13 When Jesus heard what had happened, He withdrew by boat privately to a solitary place. Hearing of this, the crowds followed Him on foot from the towns. 14 When Jesus landed and saw a large crowd, He had compassion on them and healed their sick.

15 As evening approached, the disciples came to Him and said, “This is a remote place, and it’s already getting late. Send the crowds away, so they can go to the villages and buy themselves some food.”

16 Jesus replied, “They do not need to go away. You give them something to eat.”

17 “We have here only five loaves of bread and two fish,” they answered. 18 “Bring them here to me,” he said. 
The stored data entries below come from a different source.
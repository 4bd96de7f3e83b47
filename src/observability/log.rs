use super::traits::{Observer, ObserverEvent, ObserverMetric};
use crate::util::duration_ms;
use tracing::{info, warn};

/// Observer that forwards events and metrics to `tracing`.
pub struct LogObserver;

impl LogObserver {
    pub fn new() -> Self {
        Self
    }
}

impl Observer for LogObserver {
    fn record_event(&self, event: &ObserverEvent) {
        match event {
            ObserverEvent::EventDispatched {
                event_type,
                listeners,
                duration,
            } => {
                let ms = duration_ms(*duration);
                info!(event_type = %event_type, listeners = listeners, duration_ms = ms, "event.dispatched");
            }
            ObserverEvent::ListenerFailed {
                event_type,
                message,
            } => {
                warn!(event_type = %event_type, error = %message, "event.listener_failed");
            }
            ObserverEvent::AnalysisCompleted {
                analysis_type,
                duration,
                confidence,
                findings,
            } => {
                let ms = duration_ms(*duration);
                info!(
                    analysis_type = %analysis_type,
                    duration_ms = ms,
                    confidence = confidence,
                    findings = findings,
                    "analysis.completed"
                );
            }
            ObserverEvent::AnalysisFailed {
                analysis_type,
                message,
            } => {
                warn!(analysis_type = %analysis_type, error = %message, "analysis.failed");
            }
            ObserverEvent::IntervalAdjusted {
                analysis_type,
                from_ms,
                to_ms,
            } => {
                info!(analysis_type = %analysis_type, from_ms = from_ms, to_ms = to_ms, "analysis.interval_adjusted");
            }
            ObserverEvent::DeepAnalysis { document_id, ran } => {
                info!(document_id = %document_id, ran = ran, "analysis.deep");
            }
            ObserverEvent::FeedbackDelivered {
                strategy,
                feedback_type,
            } => {
                info!(strategy = %strategy, feedback_type = %feedback_type, "feedback.delivered");
            }
            ObserverEvent::FeedbackRequeued {
                feedback_id,
                attempts,
            } => {
                info!(feedback_id = %feedback_id, attempts = attempts, "feedback.requeued");
            }
            ObserverEvent::FeedbackArchived {
                feedback_id,
                reason,
            } => {
                info!(feedback_id = %feedback_id, reason = %reason, "feedback.archived");
            }
            ObserverEvent::Error { component, message } => {
                warn!(component = %component, error = %message, "error");
            }
        }
    }

    fn record_metric(&self, metric: &ObserverMetric) {
        match metric {
            ObserverMetric::QueueDepth { queue, depth } => {
                info!(queue = %queue, depth = depth, "metric.queue_depth");
            }
            ObserverMetric::ProcessingLatency(d) => {
                info!(latency_ms = duration_ms(*d), "metric.processing_latency");
            }
            ObserverMetric::ListenerLatency(d) => {
                info!(latency_ms = duration_ms(*d), "metric.listener_latency");
            }
            ObserverMetric::InFlightTasks(n) => {
                info!(in_flight = n, "metric.in_flight_tasks");
            }
        }
    }

    fn name(&self) -> &str {
        "log"
    }
}

#[cfg(test)]
mod tests {
    use super::*;
    use std::time::Duration;

    #[test]
    fn log_observer_name() {
        assert_eq!(LogObserver::new().name(), "log");
    }

    #[test]
    fn log_observer_all_events_no_panic() {
        let obs = LogObserver::new();
        obs.record_event(&ObserverEvent::EventDispatched {
            event_type: "content_change".into(),
            listeners: 2,
            duration: Duration::from_millis(12),
        });
        obs.record_event(&ObserverEvent::ListenerFailed {
            event_type: "plot_point".into(),
            message: "boom".into(),
        });
        obs.record_event(&ObserverEvent::AnalysisCompleted {
            analysis_type: "dialogue".into(),
            duration: Duration::ZERO,
            confidence: 0.9,
            findings: 0,
        });
        obs.record_event(&ObserverEvent::AnalysisFailed {
            analysis_type: "theme".into(),
            message: "timeout".into(),
        });
        obs.record_event(&ObserverEvent::IntervalAdjusted {
            analysis_type: "writing_style".into(),
            from_ms: 60_000,
            to_ms: 72_000,
        });
        obs.record_event(&ObserverEvent::DeepAnalysis {
            document_id: "doc-1".into(),
            ran: 3,
        });
        obs.record_event(&ObserverEvent::FeedbackDelivered {
            strategy: "status_bar".into(),
            feedback_type: "style_suggestion".into(),
        });
        obs.record_event(&ObserverEvent::FeedbackRequeued {
            feedback_id: "fb".into(),
            attempts: 1,
        });
        obs.record_event(&ObserverEvent::FeedbackArchived {
            feedback_id: "fb".into(),
            reason: "stale".into(),
        });
        obs.record_event(&ObserverEvent::Error {
            component: "engine".into(),
            message: "oops".into(),
        });
    }

    #[test]
    fn log_observer_all_metrics_no_panic() {
        let obs = LogObserver::new();
        obs.record_metric(&ObserverMetric::QueueDepth {
            queue: "events".into(),
            depth: 999,
        });
        obs.record_metric(&ObserverMetric::ProcessingLatency(Duration::from_secs(2)));
        obs.record_metric(&ObserverMetric::ListenerLatency(Duration::MAX));
        obs.record_metric(&ObserverMetric::InFlightTasks(u64::MAX));
    }
}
19 And he directed the people to sit down on the grass. Taking the five loaves and the two fish and looking up to heaven, he gave thanks and broke the loaves. Then he gave them to the disciples, and the disciples gave them to the people. 20 They all ate and were satisfied, and the disciples picked up twelve basketfuls of broken pieces that were left over. 21 The number of those who ate was about five thousand men, besides women and children.

Jesus Feeds 5000 Bible Story Study Guide

Why the Sunday School Lesson?

I grew up Southern Baptist. If you grew up in the church like me, you are familiar with the tale of Jesus feeding the 5,000. A crowd of people had gathered to hear him speak, and they had nothing to eat as evening approached. Instead of sending them off to fend for themselves, Jesus turned five loaves and two fish into enough food to feed the massive crowd.

JC was a capitalist before it was cool (and man I hope this isn’t a sacrilegious statement). Our Lord and Savior turned finite supply (capital) into exponential food (wealth), to the shock of his disciples. So how does this relate to wealth creation?

We tend to view household wealth as a pizza, where the top percentile of the country owns the majority of nation’s wealth:

How do we propose to fix this wealth inequality? The simplest response is take some money from the blue section and give it to the orange and grey sections:

Bam! Wealth controlled by the top percentile drops by 20 points, while the poorest and middle groups increase by 10 points each. Wealth inequality is solved, everyone is happy, and the world is a better place, right? That is the stance that a lot of politicians take, but it relies on a fundamental misunderstanding of wealth and money. The truth is, money isn’t a zero-sum game. It’s a positive-sum game.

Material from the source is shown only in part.